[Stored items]
---*---

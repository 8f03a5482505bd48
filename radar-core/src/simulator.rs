//! Revenue/margin simulator under the linear elasticity approximation.
//!
//! Given a category's elasticity, its baseline revenue, a proposed price
//! change, and an assumed margin rate, projects the new revenue and
//! profit. The arithmetic:
//!
//! - quantity ratio: `1 + elasticity * dp` (dp = price change fraction)
//! - price ratio: `1 + dp`
//! - revenue ratio: quantity ratio × price ratio
//! - cost scales with unit volume, not price, so
//!   `new_cost = baseline_revenue * (1 - margin) * quantity_ratio`
//!
//! The quantity ratio is deliberately NOT clamped at zero: a large price
//! cut against a strongly elastic category can push it negative, which is
//! physically meaningless but preserved so extreme scenarios are visible
//! instead of silently flattened.

use serde::Serialize;

use crate::advice::{classify, Advice};
use crate::elasticity::ElasticityTable;
use crate::error::{PricingError, PricingResult};
use crate::thresholds;

/// What to do when the baseline profit is zero and the profit change
/// ratio is therefore undefined.
#[derive(Clone, Copy, Debug, PartialEq, Eq, Default)]
pub enum ZeroProfitPolicy {
    /// Fail with [`PricingError::ZeroBaselineProfit`]. The default: an
    /// undefined ratio should be visible, not guessed at.
    #[default]
    Error,
    /// Report the ratio as 0, matching the legacy dashboard display.
    /// The scan pipeline uses this so zero-revenue categories still
    /// produce an accountable candidate.
    ReportZero,
}

/// One simulation scenario against a loaded table.
#[derive(Clone, Debug)]
pub struct SimulationRequest {
    pub target_category: String,
    /// Price change as a percentage, e.g. `10.0` for +10%. Any finite
    /// value is accepted; the [-30, 30] range is a UI convention only.
    pub price_change_pct: f64,
    /// Margin rate as a fraction strictly inside (0, 1).
    pub margin_rate: f64,
}

/// Projected outcome of a price change. Ephemeral: computed per call,
/// never persisted.
#[derive(Clone, Debug, PartialEq, Serialize)]
pub struct SimulationResult {
    pub expected_revenue: f64,
    pub revenue_change: f64,
    pub revenue_change_ratio: f64,
    pub expected_profit_change: f64,
    pub profit_change_ratio: f64,
    pub is_elastic: bool,
}

/// Check that a margin rate is a fraction strictly inside (0, 1).
/// NaN fails both comparisons and is rejected too.
pub fn validate_margin_rate(margin_rate: f64) -> PricingResult<()> {
    if !(margin_rate > 0.0 && margin_rate < 1.0) {
        return Err(PricingError::InvalidMargin { value: margin_rate });
    }
    Ok(())
}

/// Project revenue and profit for a proposed price change, failing on a
/// zero baseline profit.
pub fn simulate(
    elasticity: f64,
    baseline_revenue: f64,
    price_change_pct: f64,
    margin_rate: f64,
) -> PricingResult<SimulationResult> {
    simulate_with_policy(
        elasticity,
        baseline_revenue,
        price_change_pct,
        margin_rate,
        ZeroProfitPolicy::Error,
    )
}

/// [`simulate`] with an explicit zero-profit policy.
pub fn simulate_with_policy(
    elasticity: f64,
    baseline_revenue: f64,
    price_change_pct: f64,
    margin_rate: f64,
    policy: ZeroProfitPolicy,
) -> PricingResult<SimulationResult> {
    validate_margin_rate(margin_rate)?;

    let dp = price_change_pct / 100.0;
    let new_quantity_ratio = 1.0 + elasticity * dp;
    let new_price_ratio = 1.0 + dp;
    let new_revenue_ratio = new_quantity_ratio * new_price_ratio;

    let expected_revenue = baseline_revenue * new_revenue_ratio;
    let revenue_change = expected_revenue - baseline_revenue;
    let revenue_change_ratio = new_revenue_ratio - 1.0;

    let current_profit = baseline_revenue * margin_rate;
    let cost_base = baseline_revenue * (1.0 - margin_rate);
    let new_cost = cost_base * new_quantity_ratio;
    let expected_profit = expected_revenue - new_cost;
    let expected_profit_change = expected_profit - current_profit;

    let profit_change_ratio = if current_profit != 0.0 {
        expected_profit_change / current_profit
    } else {
        match policy {
            ZeroProfitPolicy::Error => return Err(PricingError::ZeroBaselineProfit),
            ZeroProfitPolicy::ReportZero => 0.0,
        }
    };

    Ok(SimulationResult {
        expected_revenue,
        revenue_change,
        revenue_change_ratio,
        expected_profit_change,
        profit_change_ratio,
        is_elastic: elasticity.abs() > thresholds::ELASTIC_BOUNDARY,
    })
}

/// Resolve a request against the table, simulate, and classify the
/// outcome in one call. This is the entry point the CLI uses.
pub fn simulate_request(
    table: &ElasticityTable,
    request: &SimulationRequest,
) -> PricingResult<(SimulationResult, Advice)> {
    let row = table.get(&request.target_category)?;
    let result = simulate(
        row.mean_elasticity,
        row.category_revenue,
        request.price_change_pct,
        request.margin_rate,
    )?;
    let advice = classify(
        row.mean_elasticity,
        request.price_change_pct,
        result.revenue_change,
        result.profit_change_ratio,
    );
    Ok((result, advice))
}

#[cfg(test)]
mod tests {
    use super::*;
    use crate::elasticity::CategoryElasticity;

    fn assert_close(actual: f64, expected: f64) {
        assert!(
            (actual - expected).abs() < 1e-9,
            "expected {expected}, got {actual}"
        );
    }

    #[test]
    fn zero_price_change_is_identity() {
        let r = simulate(-2.0, 1000.0, 0.0, 0.25).unwrap();
        assert_close(r.expected_revenue, 1000.0);
        assert_close(r.revenue_change, 0.0);
        assert_close(r.revenue_change_ratio, 0.0);
        assert_close(r.expected_profit_change, 0.0);
        assert_close(r.profit_change_ratio, 0.0);
    }

    #[test]
    fn elastic_price_cut_grows_revenue() {
        // quantity ratio 1.20, price ratio 0.90, revenue ratio 1.08
        let r = simulate(-2.0, 1000.0, -10.0, 0.25).unwrap();
        assert_close(r.expected_revenue, 1080.0);
        assert_close(r.revenue_change, 80.0);
        assert_close(r.revenue_change_ratio, 0.08);
        assert!(r.is_elastic);
    }

    #[test]
    fn inelastic_price_hike_grows_profit() {
        // quantity ratio 0.95, price ratio 1.10, revenue ratio 1.045
        // profit: 250 -> 1045 - 750*0.95 = 332.5, change 82.5, ratio 0.33
        let r = simulate(-0.5, 1000.0, 10.0, 0.25).unwrap();
        assert_close(r.expected_revenue, 1045.0);
        assert_close(r.revenue_change, 45.0);
        assert_close(r.expected_profit_change, 82.5);
        assert_close(r.profit_change_ratio, 0.33);
        assert!(!r.is_elastic);
    }

    #[test]
    fn zero_baseline_fails_under_default_policy() {
        let result = simulate(-2.0, 0.0, -10.0, 0.25);
        assert!(matches!(result, Err(PricingError::ZeroBaselineProfit)));
    }

    #[test]
    fn zero_baseline_reports_zero_under_legacy_policy() {
        let r = simulate_with_policy(-2.0, 0.0, -10.0, 0.25, ZeroProfitPolicy::ReportZero)
            .unwrap();
        assert_close(r.expected_revenue, 0.0);
        assert_close(r.profit_change_ratio, 0.0);
    }

    #[test]
    fn margin_must_be_a_fraction_inside_unit_interval() {
        for bad in [0.0, 1.0, -0.2, 25.0, f64::NAN] {
            let result = simulate(-1.5, 1000.0, 5.0, bad);
            assert!(
                matches!(result, Err(PricingError::InvalidMargin { .. })),
                "margin {bad} should be rejected"
            );
        }
    }

    #[test]
    fn margin_validation_is_exposed_for_callers() {
        assert!(validate_margin_rate(0.25).is_ok());
        assert!(matches!(
            validate_margin_rate(25.0),
            Err(PricingError::InvalidMargin { value }) if value == 25.0
        ));
        assert!(validate_margin_rate(f64::NAN).is_err());
    }

    #[test]
    fn identical_inputs_give_bit_identical_results() {
        let a = simulate(-1.37, 8421.55, 12.5, 0.31).unwrap();
        let b = simulate(-1.37, 8421.55, 12.5, 0.31).unwrap();
        assert_eq!(a, b);
    }

    #[test]
    fn is_elastic_is_false_at_the_boundary() {
        assert!(!simulate(-1.0, 1000.0, 5.0, 0.25).unwrap().is_elastic);
        assert!(!simulate(1.0, 1000.0, 5.0, 0.25).unwrap().is_elastic);
        assert!(simulate(-1.01, 1000.0, 5.0, 0.25).unwrap().is_elastic);
    }

    #[test]
    fn extreme_inputs_pass_through_unclamped() {
        // elasticity -8 with a -30% cut: quantity ratio 1 + 2.4 = 3.4.
        // elasticity +8 with a -30% cut: quantity ratio 1 - 2.4 = -1.4,
        // which flows through as negative revenue rather than clamping.
        let r = simulate(8.0, 1000.0, -30.0, 0.25).unwrap();
        assert_close(r.expected_revenue, 1000.0 * (-1.4) * 0.7);
        assert!(r.expected_revenue < 0.0);
    }

    #[test]
    fn request_resolves_against_the_table() {
        let table = ElasticityTable::from_rows(vec![CategoryElasticity {
            category: "electronics".into(),
            mean_elasticity: -2.0,
            category_revenue: 1000.0,
            avg_r_squared: Some(0.4),
        }])
        .unwrap();

        let (result, advice) = simulate_request(
            &table,
            &SimulationRequest {
                target_category: "electronics".into(),
                price_change_pct: -10.0,
                margin_rate: 0.25,
            },
        )
        .unwrap();
        assert_close(result.expected_revenue, 1080.0);
        assert_eq!(advice.kind, crate::advice::AdviceKind::PriceCutValid);

        let missing = simulate_request(
            &table,
            &SimulationRequest {
                target_category: "garden_tools".into(),
                price_change_pct: -10.0,
                margin_rate: 0.25,
            },
        );
        assert!(matches!(missing, Err(PricingError::UnknownCategory(_))));
    }
}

---*---

Task description. Copy out each line of the data where the string "should" appears.

Reply.
    /// undefined ratio should be visible, not guessed at.
                "margin {bad} should be rejected"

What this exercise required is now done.